How did I develop a crypto service

This is a project I joined on half way, and got it done eventually.

What is this project about?

Our product is an on-premise platform. Customer can deploy bits in their own data center, or in AWS, Azure, and GCP.

There are two categories of passwords within our cluster:

  • User input passwords, which are entered by users

    • AWS key
    • smtp passwords
    • Windows runas user password
  • System managed passwords, which are randomly generated by our system

    • jdbc password
    • Postgres admin password
    • ZooKeeper password

So the passwords I’m talking about is not the password for someone’s server account. The latter ones live in a table of the cluster’s PostgreSQL database and are already encrypted.

The current version of our system stores all the passwords in plain text in a configuration file, which is distributed among machines.

The new architecture also stores all passwords in plain text, but in a Znode in ZooKeeper.

The project is about developing a crypto service that encrypts passwords before persisting them somewhere, and decrypts passwords into memory when server uses them, so that no more clear text secrets live in our system. The new service should support both our old monolith JRuby app and our new Java service-oriented architecture.

Why are we developing this feature?

Our product is for enterprise customers, and the top 3 things that enterprise IT cares about are SECURITY, SECURITY, SECURITY.

According to our sales team, keeping secrets in clear text has been one of the biggest sales blockers. Our customers have also been bringing up many times that either their huge concerns w.r.t the potential password leaks, or the friction they’ve experienced to buy our product - they need to get an exception from IT since our product is the only app in house that don’t encrypt passwords.

Trade-offs

There’s no doubt that we are gonna build the crypto service for new Java architecture, a service-oriented server architecture that will come out in 2017. The biggest trade-off we faced was whether to put efforts on enabling this feature in our old monolith JRuby server app.

The downsides of doing that are:

  • Lots of efforts required. Our old server architecture is a monolith JRuby app with messy logic (yeah, everyone agrees on it! It’s totally messed up because people have been keeping on adding new stuff here and there for 9 years since 2007). The crypto service will be written in Java and incorporate it into old server can be really hard.
  • Uncertain schedule. Because of the large amount of work expected, no one is certain whether we can finish this feature, fully test it, and ship it on time. If it comes out too late, say only three months before new server gets shipped, it’s probably much less valuable.
  • We are not sure if it worths it. If our customers have been living with plain text passwords for 9 years, they probably can wait for the new server for another six months?
  • Developer frastruction. Not only because it’s a messy job, but also because you know your code will be deleted a year later.

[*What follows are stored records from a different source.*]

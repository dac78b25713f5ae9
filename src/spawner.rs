//! Creates new processes of either flavor and wires them into the runtime
//! before they can run their first instruction, per the link-before-first-
//! tick ordering guarantee.

use std::sync::Arc;

use log::warn;

use crate::body::{self, BodyLookupError};
use crate::handle::Handle;
use crate::identity::Identity;
use crate::panic::catch_handler;
use crate::process::{ProcessRecord, TerminationReason};
use crate::runtime::{enter_context, Runtime};

/// A thread-backed process body: an arbitrary closure run once, in the new
/// process's own context, to install its initial receivers before the
/// dispatch loop takes over.
pub type ThreadBody = Box<dyn FnOnce(Handle) + Send + 'static>;

/// Starts a new thread-backed process running `body(handle)`, with no link
/// to the caller.
pub fn spawn(name: impl Into<Arc<str>>, body: impl FnOnce(Handle) + Send + 'static) -> Handle {
    spawn_thread(name.into(), None, Box::new(body))
}

/// As [`spawn`], but atomically links the new process to the caller before
/// it can run, so a child that dies immediately still delivers `EXIT`.
pub fn spawn_link(name: impl Into<Arc<str>>, body: impl FnOnce(Handle) + Send + 'static) -> Handle {
    let parent = Runtime::current().caller_identity();
    spawn_thread(name.into(), parent, Box::new(body))
}

/// Starts a new OS-process-backed process running the body registered under
/// `body_name` via [`crate::process_body!`], with no link to the caller.
pub fn spawn_os(name: impl Into<Arc<str>>, body_name: &str) -> Result<Handle, BodyLookupError> {
    spawn_process(name.into(), body_name, None)
}

/// As [`spawn_os`], linked to the caller before the child's body can run.
pub fn spawn_os_link(name: impl Into<Arc<str>>, body_name: &str) -> Result<Handle, BodyLookupError> {
    let parent = Runtime::current().caller_identity();
    spawn_process(name.into(), body_name, parent)
}

fn spawn_thread(name: Arc<str>, link_to: Option<Identity>, body: ThreadBody) -> Handle {
    let runtime = Runtime::current();
    let record = ProcessRecord::spawn_new(name);
    let handle = record.handle().clone();
    runtime.register(&record, link_to);

    std::thread::Builder::new()
        .name(handle.name().to_string())
        .spawn(move || run_thread_process(record, body))
        .expect("failed to spawn process thread");

    handle
}

fn run_thread_process(record: Arc<ProcessRecord>, body: ThreadBody) {
    let id = record.handle().identity();
    enter_context(id);
    let body_handle = record.handle().clone();
    let reason = match catch_handler(move || body(body_handle)) {
        Ok(()) => record.run_dispatch_loop(),
        Err(message) => {
            warn!("process body panicked before entering dispatch loop: {message}");
            TerminationReason::UncaughtHandlerFailure
        }
    };
    Runtime::current().finalize_termination(id, reason);
}

/// The environment variables a re-exec'd OS-backed child reads to recover
/// the identity, name, and body its parent already assigned it.
pub(crate) const ENV_BODY: &str = "LINKPROC_BODY";
pub(crate) const ENV_IDENTITY: &str = "LINKPROC_IDENTITY";
pub(crate) const ENV_NAME: &str = "LINKPROC_NAME";

fn spawn_process(name: Arc<str>, body_name: &str, link_to: Option<Identity>) -> Result<Handle, BodyLookupError> {
    // Fail fast in the parent: an unregistered name is a synchronous error,
    // not a silent hang waiting on a child that will immediately exit.
    body::lookup(body_name)?;

    let identity = Identity::next();
    let exe = std::env::current_exe().expect("failed to resolve current executable for re-exec");

    let mut command = std::process::Command::new(exe);
    command
        .env(ENV_BODY, body_name)
        .env(ENV_IDENTITY, identity.as_u64().to_string())
        .env(ENV_NAME, name.as_ref())
        .stdin(std::process::Stdio::piped())
        .stdout(std::process::Stdio::piped());

    let mut child = command.spawn().expect("failed to spawn OS-backed process");
    let stdin = child.stdin.take().expect("child stdin was piped");
    let stdout = child.stdout.take().expect("child stdout was piped");

    let handle = Handle::new(identity, name, crate::handle::Route::Broker(identity));
    Runtime::current().register_os_child(handle.clone(), stdin, child, link_to);

    crate::transport::spawn_child_reader(
        stdout,
        move |destination, envelope| Runtime::current().route_from_child((destination, envelope)),
        move || Runtime::current().finalize_remote_termination(identity, TerminationReason::ProcessExited),
    );

    Ok(handle)
}

#[cfg(test)]
mod tests {
    use super::*;
    use crate::term::Term;

    #[test]
    fn spawn_runs_body_and_reaches_dispatch_loop() {
        let _ = env_logger::builder().is_test(true).try_init();
        Runtime::bootstrap();
        let (done_tx, done_rx) = crossbeam_channel::bounded(1);
        let child = spawn("child", move |handle| {
            crate::runtime::Runtime::current()
                .install_receiver(
                    &handle,
                    crate::pattern::Pattern::new(vec![crate::pattern::Matcher::Literal(Term::atom("stop"))]),
                    Box::new(move |_| {
                        let _ = done_tx.send(());
                        crate::receiver_table::HandlerOutcome::Stop
                    }),
                )
                .unwrap();
        });
        Runtime::current().send(&child, vec![Term::atom("stop")]);
        done_rx.recv_timeout(std::time::Duration::from_secs(2)).unwrap();
    }
}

The upsides of doing that are:

  • Removes the sales blocker as soon as possible
  • Relieves customers pain and complaints as soon as possible
  • Or at least demonstrate to our customers that we have heard of their requirements and we are executing on it (this is sounds very much self-comforting, but it’s been brought up serveral time. Yeah, it’s all about ATTITUDE)

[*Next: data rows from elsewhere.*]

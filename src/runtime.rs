use std::cell::Cell;
use std::sync::atomic::{AtomicBool, Ordering};
use std::sync::{Arc, Mutex};
use std::time::Duration;

use dashmap::DashMap;
use log::{info, warn};
use once_cell::sync::OnceCell;

use crate::error::NotMainProcessError;
use crate::handle::{Handle, Route};
use crate::identity::Identity;
use crate::link::LinkGraph;
use crate::mailbox::enqueue;
use crate::pattern::Pattern;
use crate::process::{ProcessRecord, TerminationReason};
use crate::receiver_table::Handler;
use crate::term::{exit_envelope, Envelope};
use crate::transport::{self, ChildToBrokerFrame};

/// The reserved name of the distinguished root process.
pub const ROOT_NAME: &str = "__main__";

thread_local! {
    static CURRENT_PROCESS: Cell<Option<Identity>> = Cell::new(None);
}

/// Marks the calling thread as executing in the context of `id`. Used both
/// by the root's bootstrapping thread and by every spawned process's
/// dispatch thread, since a process's body runs on the same thread that
/// later drives its dispatch loop.
pub(crate) fn enter_context(id: Identity) {
    CURRENT_PROCESS.with(|cell| cell.set(Some(id)));
}

fn current_context() -> Option<Identity> {
    CURRENT_PROCESS.with(|cell| cell.get())
}

/// An OS-backed child's side of the transport: its stdin (to send frames
/// to it), the `Child` handle itself (to wait/kill at shutdown), and the
/// canonical `Handle` callers hold for it (shared liveness flag + identity,
/// needed to build the `(EXIT, handle)` envelope fanned out to its links).
struct OsChildLink {
    handle: Handle,
    stdin: Mutex<std::process::ChildStdin>,
    child: Mutex<std::process::Child>,
}

/// Process-wide runtime state: the process table, the link graph, the
/// distinguished root process, and the OS-backed child routing table that
/// backs the transport layer. Created once via [`Runtime::bootstrap`] and
/// accessed thereafter via [`Runtime::current`].
pub struct Runtime {
    processes: DashMap<Identity, Arc<ProcessRecord>>,
    links: LinkGraph,
    root: Arc<ProcessRecord>,
    os_children: DashMap<Identity, Arc<OsChildLink>>,
    shutting_down: AtomicBool,
}

static RUNTIME: OnceCell<Runtime> = OnceCell::new();
static ROOT_DISPATCH_STARTED: OnceCell<()> = OnceCell::new();

impl Runtime {
    /// Initializes the process-wide runtime singleton, creating the root
    /// process and marking the calling thread as its context. Safe to call
    /// more than once; only the first call has effect.
    pub fn bootstrap() -> &'static Runtime {
        let runtime = RUNTIME.get_or_init(|| {
            let root = ProcessRecord::spawn_new(ROOT_NAME);
            let processes = DashMap::new();
            processes.insert(root.handle().identity(), root.clone());
            Runtime {
                processes,
                links: LinkGraph::new(),
                root,
                os_children: DashMap::new(),
                shutting_down: AtomicBool::new(false),
            }
        });
        enter_context(runtime.root.handle().identity());
        ROOT_DISPATCH_STARTED.get_or_init(|| {
            let root = runtime.root.clone();
            let root_id = root.handle().identity();
            std::thread::Builder::new()
                .name("__main__-dispatch".to_string())
                .spawn(move || {
                    enter_context(root_id);
                    let reason = root.run_dispatch_loop();
                    Runtime::current().finalize_termination(root_id, reason);
                })
                .expect("failed to spawn root process dispatch thread");
        });
        runtime
    }

    /// Returns the already-bootstrapped runtime.
    ///
    /// # Panics
    /// Panics if [`Runtime::bootstrap`] has not been called yet.
    pub fn current() -> &'static Runtime {
        RUNTIME
            .get()
            .expect("Runtime::bootstrap() must run before Runtime::current()")
    }

    pub fn root_handle(&self) -> Handle {
        self.root.handle().clone()
    }

    fn is_current_context(&self, id: Identity) -> bool {
        current_context() == Some(id)
    }

    /// The identity of whatever process the calling thread is currently
    /// running as, if any. `None` outside of any process's body or
    /// dispatch loop (e.g. before bootstrap).
    pub(crate) fn caller_identity(&self) -> Option<Identity> {
        current_context()
    }

    /// Registers a freshly created process record, before it starts
    /// running, optionally linking it to `link_to`. Must be called before
    /// the new process's first instruction runs, so the link edge (if any)
    /// always exists before the child can terminate.
    pub(crate) fn register(&self, record: &Arc<ProcessRecord>, link_to: Option<Identity>) {
        self.processes.insert(record.handle().identity(), record.clone());
        if let Some(parent) = link_to {
            self.links.link(parent, record.handle().identity());
        }
    }

    pub(crate) fn register_os_child(
        &self,
        handle: Handle,
        stdin: std::process::ChildStdin,
        child: std::process::Child,
        link_to: Option<Identity>,
    ) {
        let id = handle.identity();
        if let Some(parent) = link_to {
            self.links.link(parent, id);
        }
        self.os_children.insert(
            id,
            Arc::new(OsChildLink {
                handle,
                stdin: Mutex::new(stdin),
                child: Mutex::new(child),
            }),
        );
    }

    /// Installs or replaces a pattern/handler binding on `target`.
    ///
    /// Enforces the root invariant: mutating the root's table is only
    /// permitted from the context that is currently running as the root
    /// process (its bootstrapping thread, or its own dispatch loop).
    pub fn install_receiver(
        &self,
        target: &Handle,
        pattern: Pattern,
        handler: Handler,
    ) -> Result<(), NotMainProcessError> {
        let root_id = self.root.handle().identity();
        if target.identity() == root_id && !self.is_current_context(root_id) {
            return Err(NotMainProcessError);
        }
        if let Some(record) = self.processes.get(&target.identity()) {
            record.install_receiver(pattern, handler);
        }
        Ok(())
    }

    /// Enqueues `envelope` on `target`; non-blocking, silently a no-op if
    /// the target is dead or unreachable.
    pub fn send(&self, target: &Handle, envelope: Envelope) {
        match target.route() {
            Route::Local(sender) => enqueue(sender, envelope),
            Route::Broker(id) => self.send_to_broker(*id, envelope),
        }
    }

    fn send_to_broker(&self, id: Identity, envelope: Envelope) {
        if let Some(link) = self.os_children.get(&id) {
            let mut stdin = link.stdin.lock().unwrap();
            if transport::write_frame(&mut *stdin, &envelope).is_err() {
                warn!("failed to write frame to OS-backed process {id}; treating as dead");
            }
        }
    }

    /// Routes a frame read from an OS-backed child's stdout: `destination`
    /// may be any live process, local or another OS-backed child. A child
    /// forwards a terminate request for some other process as the reserved
    /// terminate envelope addressed at that process; the broker recognizes
    /// it here rather than delivering it as an ordinary message.
    pub(crate) fn route_from_child(&self, frame: ChildToBrokerFrame) {
        let (destination, envelope) = frame;
        if crate::term::is_terminate_signal(&envelope) {
            self.terminate_by_identity(destination);
            return;
        }
        if let Some(record) = self.processes.get(&destination) {
            self.send(record.handle(), envelope);
        } else {
            self.send_to_broker(destination, envelope);
        }
    }

    /// Requests termination of `target`. Terminating the root process is
    /// special: it tears down every other live process too, per the root
    /// shutdown contract.
    pub fn terminate(&self, target: &Handle) {
        self.terminate_by_identity(target.identity());
    }

    fn terminate_by_identity(&self, id: Identity) {
        if id == self.root.handle().identity() {
            self.shutdown();
            return;
        }
        if let Some(record) = self.processes.get(&id) {
            record.request_terminate();
        } else if let Some(link) = self.os_children.get(&id) {
            let _ = transport::write_frame(&mut *link.stdin.lock().unwrap(), &crate::term::terminate_envelope());
        }
    }

    pub fn wait(&self, target: &Handle, timeout: Option<Duration>) -> bool {
        if let Some(record) = self.processes.get(&target.identity()) {
            return record.wait(timeout);
        }
        if let Some(link) = self.os_children.get(&target.identity()) {
            // Native `Child` offers no timed join; block until the child
            // exits. Liveness is already tracked via the shared flag, so a
            // caller that only wants a liveness probe should use `is_alive`.
            let _ = link.child.lock().unwrap().wait();
            return true;
        }
        true
    }

    /// Resolves liveness by identity against the authoritative process/child
    /// tables rather than trusting `target`'s own liveness flag: a `Handle`
    /// reconstructed by [`Deserialize`](serde::Deserialize) carries a fresh,
    /// disconnected flag that never reflects the real process's state, so a
    /// deserialized copy must be resolved back to the canonical record.
    pub fn is_alive(&self, target: &Handle) -> bool {
        if let Some(record) = self.processes.get(&target.identity()) {
            return record.handle().is_alive();
        }
        if let Some(link) = self.os_children.get(&target.identity()) {
            return link.handle.is_alive();
        }
        false
    }

    /// Fans `(EXIT, dead_handle)` out to every peer still linked to
    /// `dead_handle`'s identity, then drops those edges.
    fn fan_out_exit(&self, dead_handle: &Handle, reason: TerminationReason) {
        info!(
            "{} terminated ({:?}); fanning out to links",
            dead_handle.name(),
            reason
        );
        let peers = self.links.take_links_of(dead_handle.identity());
        for peer in peers {
            if let Some(peer_record) = self.processes.get(&peer) {
                self.send(peer_record.handle(), exit_envelope(dead_handle.clone()));
            } else if let Some(peer_link) = self.os_children.get(&peer) {
                self.send(&peer_link.handle.clone(), exit_envelope(dead_handle.clone()));
            }
        }
    }

    /// Called once a thread-backed (or root) process's dispatch loop
    /// returns: deregisters it and fans `EXIT` out to its links.
    pub(crate) fn finalize_termination(&self, id: Identity, reason: TerminationReason) {
        let record = match self.processes.remove(&id) {
            Some((_, record)) => record,
            None => return,
        };
        self.fan_out_exit(record.handle(), reason);
    }

    /// Called by an OS-backed child's reader thread when its pipe closes:
    /// deregisters the broker-side bookkeeping and fans `EXIT` out exactly
    /// as a local termination would.
    pub(crate) fn finalize_remote_termination(&self, id: Identity, reason: TerminationReason) {
        let link = match self.os_children.remove(&id) {
            Some((_, link)) => link,
            None => return,
        };
        link.handle.mark_dead();
        self.fan_out_exit(&link.handle, reason);
    }

    /// Terminates every live non-root process, broadcasting a tag-only
    /// `(EXIT,)` envelope to each regardless of link membership, waits for
    /// all of them (and the root itself) to finish, per
    /// `test_killing_main_should_kill__all__processes`.
    pub fn shutdown(&self) {
        if self.shutting_down.swap(true, Ordering::AcqRel) {
            // A concurrent shutdown is already in flight; just wait for root.
            self.root.wait(None);
            return;
        }
        let root_id = self.root.handle().identity();
        let others: Vec<Arc<ProcessRecord>> = self
            .processes
            .iter()
            .filter(|entry| *entry.key() != root_id)
            .map(|entry| entry.value().clone())
            .collect();
        for record in &others {
            self.send(record.handle(), crate::term::tag_only_exit_envelope());
            record.request_terminate();
        }
        let os_child_ids: Vec<Identity> = self.os_children.iter().map(|e| *e.key()).collect();
        for id in &os_child_ids {
            if let Some(link) = self.os_children.get(id) {
                let _ = transport::write_frame(
                    &mut *link.stdin.lock().unwrap(),
                    &crate::term::terminate_envelope(),
                );
            }
        }
        for record in &others {
            record.wait(None);
        }
        for id in &os_child_ids {
            if let Some(link) = self.os_children.get(id) {
                let _ = link.child.lock().unwrap().wait();
            }
        }
        self.root.request_terminate();
        self.root.wait(None);
        self.shutting_down.store(false, Ordering::Release);
    }
}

The team eventually decided to do it.

Design

Compared to the complicated integration of crypto service and our ruby app, the design of crypto service itself is actually much more straightforward.

The core idea is:

Encrpt actual secrets with an encryption key, and encrypt the encryption key with a master key

Architecture

1
2
3
4
5
6
7
8
9
10
11
12
13
14
15
16
17
File System / Config Dir / Config File
------yml file
| inputs
| - master key algorithm
| - encryption key algorithm
| - keystore location
|
| generated values
| - master key id
| - encryption key
| - encryption key id
------

File System / Config Dir / Java KeyStore (JKS)
----------------
| Master key |
----------------

Bootstrap

  1. Provide the following three args:

    • master key algorithm
    • encryption key algorithm
    • keystore location
  2. Use master key algorithm to create a master key, and put it in Java Keystore (JKS) in keystore location. JKS will be in server’s config directory, and will be guarded by the dir’s access permission.

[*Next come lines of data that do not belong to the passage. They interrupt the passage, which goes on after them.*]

use std::sync::atomic::{AtomicU64, Ordering};

/// A process-wide unique process identifier.
///
/// Identities are assigned monotonically from a single counter and never
/// reused, even after the process they named has terminated. Equality and
/// hashing are by this value alone.
#[derive(Debug, Clone, Copy, PartialEq, Eq, Hash, PartialOrd, Ord, serde::Serialize, serde::Deserialize)]
pub struct Identity(u64);

static COUNTER: AtomicU64 = AtomicU64::new(1);

impl Identity {
    /// Returns a fresh, globally unique identity.
    pub(crate) fn next() -> Identity {
        Identity(COUNTER.fetch_add(1, Ordering::Relaxed))
    }

    pub fn as_u64(self) -> u64 {
        self.0
    }

    /// Reconstructs an identity previously handed out by [`Identity::next`].
    ///
    /// Used by an OS-backed child to recreate the identity its parent
    /// already assigned to it (carried across the re-exec boundary via an
    /// environment variable), never to mint a new one.
    pub(crate) fn from_raw(raw: u64) -> Identity {
        Identity(raw)
    }
}

impl std::fmt::Display for Identity {
    fn fmt(&self, f: &mut std::fmt::Formatter<'_>) -> std::fmt::Result {
        write!(f, "#{}", self.0)
    }
}

#[cfg(test)]
mod tests {
    use super::Identity;

    #[test]
    fn identities_are_distinct_and_increasing() {
        let a = Identity::next();
        let b = Identity::next();
        let c = Identity::next();
        assert!(a < b);
        assert!(b < c);
        assert_ne!(a, b);
    }
}
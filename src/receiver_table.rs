use log::{debug, trace};

use crate::panic::catch_handler;
use crate::pattern::Pattern;
use crate::term::Envelope;

/// Distinguished return value from a handler invocation, modeling the
/// sentinel-based `Exit` control signal as data rather than as a second
/// unwinding channel.
pub enum HandlerOutcome {
    /// The handler returned normally; keep dispatching.
    Continue,
    /// The handler raised the `Exit` sentinel; end the loop with reason
    /// `normal`.
    Stop,
    /// The handler panicked; the process terminates with reason
    /// `uncaught-handler-failure`.
    Failed(String),
}

pub type Handler = Box<dyn FnMut(Envelope) -> HandlerOutcome + Send>;

/// Insertion-ordered list of pattern to handler bindings for one process.
///
/// Lookup scans in insertion order and the first match wins. Re-installing
/// an already-bound pattern replaces its handler in place, preserving the
/// binding's original position.
#[derive(Default)]
pub struct ReceiverTable {
    bindings: Vec<(Pattern, Handler)>,
}

impl ReceiverTable {
    pub fn new() -> ReceiverTable {
        ReceiverTable::default()
    }

    /// Appends a new pattern/handler binding, or replaces the handler of an
    /// existing identical pattern in place.
    pub fn install(&mut self, pattern: Pattern, handler: Handler) {
        if let Some(slot) = self.bindings.iter_mut().find(|(p, _)| *p == pattern) {
            slot.1 = handler;
        } else {
            self.bindings.push((pattern, handler));
        }
    }

    /// Finds the first binding matching `envelope` and invokes its handler,
    /// capturing a panic as [`HandlerOutcome::Failed`]. Returns `None` if no
    /// pattern matches, in which case the caller treats the envelope as an
    /// unhandled message.
    pub fn dispatch(&mut self, envelope: Envelope) -> Option<HandlerOutcome> {
        let slot = self
            .bindings
            .iter_mut()
            .find(|(pattern, _)| pattern.matches(&envelope))?;
        trace!("dispatching envelope against matched pattern");
        let handler = &mut slot.1;
        let outcome = match catch_handler(move || handler(envelope)) {
            Ok(outcome) => outcome,
            Err(message) => HandlerOutcome::Failed(message),
        };
        match &outcome {
            HandlerOutcome::Continue => {}
            HandlerOutcome::Stop => debug!("handler raised Exit sentinel"),
            HandlerOutcome::Failed(message) => debug!("handler failed: {message}"),
        }
        Some(outcome)
    }
}

#[cfg(test)]
mod tests {
    use super::*;
    use crate::pattern::Matcher;
    use crate::term::Term;

    #[test]
    fn scans_bindings_in_insertion_order() {
        let mut table = ReceiverTable::new();
        table.install(
            Pattern::new(vec![Matcher::Literal(Term::atom("pong"))]),
            Box::new(|_| HandlerOutcome::Continue),
        );
        table.install(
            Pattern::new(vec![Matcher::Literal(Term::atom("ping"))]),
            Box::new(|_| HandlerOutcome::Stop),
        );
        assert!(matches!(
            table.dispatch(vec![Term::atom("ping")]),
            Some(HandlerOutcome::Stop)
        ));
    }

    #[test]
    fn rebinding_replaces_handler_in_place() {
        let mut table = ReceiverTable::new();
        table.install(
            Pattern::new(vec![Matcher::Literal(Term::atom("x"))]),
            Box::new(|_| HandlerOutcome::Continue),
        );
        table.install(
            Pattern::new(vec![Matcher::Literal(Term::atom("x"))]),
            Box::new(|_| HandlerOutcome::Stop),
        );
        assert_eq!(table.bindings.len(), 1);
        assert!(matches!(
            table.dispatch(vec![Term::atom("x")]),
            Some(HandlerOutcome::Stop)
        ));
    }

    #[test]
    fn unmatched_envelope_returns_none() {
        let mut table = ReceiverTable::new();
        table.install(
            Pattern::new(vec![Matcher::Literal(Term::atom("x"))]),
            Box::new(|_| HandlerOutcome::Continue),
        );
        assert!(table.dispatch(vec![Term::atom("y")]).is_none());
    }

    #[test]
    fn panicking_handler_yields_failed_outcome() {
        let mut table = ReceiverTable::new();
        table.install(
            Pattern::new(vec![Matcher::Literal(Term::atom("boom"))]),
            Box::new(|_| panic!("kaboom")),
        );
        assert!(matches!(
            table.dispatch(vec![Term::atom("boom")]),
            Some(HandlerOutcome::Failed(message)) if message == "kaboom"
        ));
    }
}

  3. Create encryption key using encryption key algorithm, encrypt it with master key, and put the encrypted value in config file.

  4. Encrypt all existing passwords in config file

When encrypting passwords

Whenever a new key-value pair is requested to be put into config file:

  1. Check if the key is in our encryption list. If true, proceed; otherwise, break out and just put them as clear text in config file
  2. Get encrypted encryption key value, decrypt it with master key to get the actual encryption key. You need to have access to the JKS file to read master key.
  3. Encrypt passwords with encryption key

When decrypting passwords

  1. Get encrypted encryption key value, decrypt it with master key to get the actual encryption key. You need to have access to the JKS file to read master key.
  2. Decrypt passwords with encryption key

Key-rolling

I made key rolling an atmoic transaction, so that it can recover from any failure.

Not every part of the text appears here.